給付適正化を強化 不適切ケアプラン点検(奈良県)
2025年03月13日 福祉新聞編集部
高齢化の進展に伴い介護給付費が増加する中、奈良県は来年度、介護給付の適正化や介護予防への支援を強化する。有料老人ホームにおける不適切なケアプランの点検を支援するなど、給付適正化に関する取り組みの来年度予算額は、今年度の3倍以上となる700万円となっている。
奈良県の人口は1999年をピークに減少し続けている。生産年齢人口(15~64歳)は減少し、高齢者人口の割合が年々高くなっている。2040年には高齢者人口がピークとなり、約44万人になると推計している。
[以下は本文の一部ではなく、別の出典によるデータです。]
//! Classifieds Sync Server binary

use std::net::SocketAddr;

use anyhow::Context;
use tokio::signal;
use tracing_subscriber::{layer::SubscriberExt, util::SubscriberInitExt};

use classifieds_sync_server::{build_router, db, AppState, Config};

#[tokio::main]
async fn main() -> anyhow::Result<()> {
    // Load configuration
    dotenvy::dotenv().ok();

    // Initialize tracing
    tracing_subscriber::registry()
        .with(
            tracing_subscriber::EnvFilter::try_from_default_env()
                .unwrap_or_else(|_| "classifieds_sync_server=debug,tower_http=debug".into()),
        )
        .with(tracing_subscriber::fmt::layer())
        .init();

    let config = Config::from_env().context("Failed to load configuration")?;

    tracing::info!(
        "Starting Classifieds Sync Server v{}",
        env!("CARGO_PKG_VERSION")
    );

    let db_pool = db::create_pool(&config.database)
        .await
        .context("Failed to initialize database")?;
    tracing::info!("Database initialized at {}", config.database.url);

    let addr: SocketAddr = format!("{}:{}", config.server.host, config.server.port)
        .parse()
        .context("Invalid bind address")?;

    let state = AppState::new(config, db_pool);
    let app = build_router(state.clone());

    tracing::info!("Classifieds Sync Server listening on {}", addr);
    let listener = tokio::net::TcpListener::bind(addr)
        .await
        .with_context(|| format!("Failed to bind {addr}"))?;

    axum::serve(
        listener,
        app.into_make_service_with_connect_info::<SocketAddr>(),
    )
    .with_graceful_shutdown(shutdown_signal())
    .await
    .context("Server error")?;

    state.shutdown().await;
    tracing::info!("Server shutdown complete");
    Ok(())
}

/// Graceful shutdown signal handler
async fn shutdown_signal() {
    let ctrl_c = async {
        if let Err(e) = signal::ctrl_c().await {
            tracing::error!("Failed to listen for Ctrl+C: {}", e);
            std::future::pending::<()>().await;
        }
    };

    #[cfg(unix)]
    let terminate = async {
        match signal::unix::signal(signal::unix::SignalKind::terminate()) {
            Ok(mut stream) => {
                stream.recv().await;
            }
            Err(e) => {
                tracing::error!("Failed to install SIGTERM handler: {}", e);
                std::future::pending::<()>().await;
            }
        }
    };

    #[cfg(not(unix))]
    let terminate = std::future::pending::<()>();

    tokio::select! {
        _ = ctrl_c => {
            tracing::info!("Received Ctrl+C, starting graceful shutdown...");
        },
        _ = terminate => {
            tracing::info!("Received SIGTERM, starting graceful shutdown...");
        },
    }
}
県の第1号被保険者(65歳以上)1人当たりの介護給付費は年々増加。介護保険制度が創設された00年度は13万2000円だったが、23年度には倍以上の28万9000円になっている。
また、介護保険料について、県平均となる介護保険料基準額の推移をみると、第1期(00~02年度)は2859円だったが、第9期(24~26年度)には倍以上の6034円まで上昇している。
こうした現状や推計を踏まえ、県は介護予防の支援を充実させる。今年度中に作成する先進事例集を活用して自治体向け研修を開く予定だ。また、介護予防の取り組みは市町村で濃淡があるため、アドバイザーによる伴走支援などきめ細やかな個別支援も講じる方針だ。
介護給付適正化の支援も強化。来年度、有料老人ホームやサービス付き高齢者向け住宅における過剰なサービスを盛り込むなどの不適切なケアプランの点検について、市町村が専門家と共同して点検に当たれるよう県が支援する。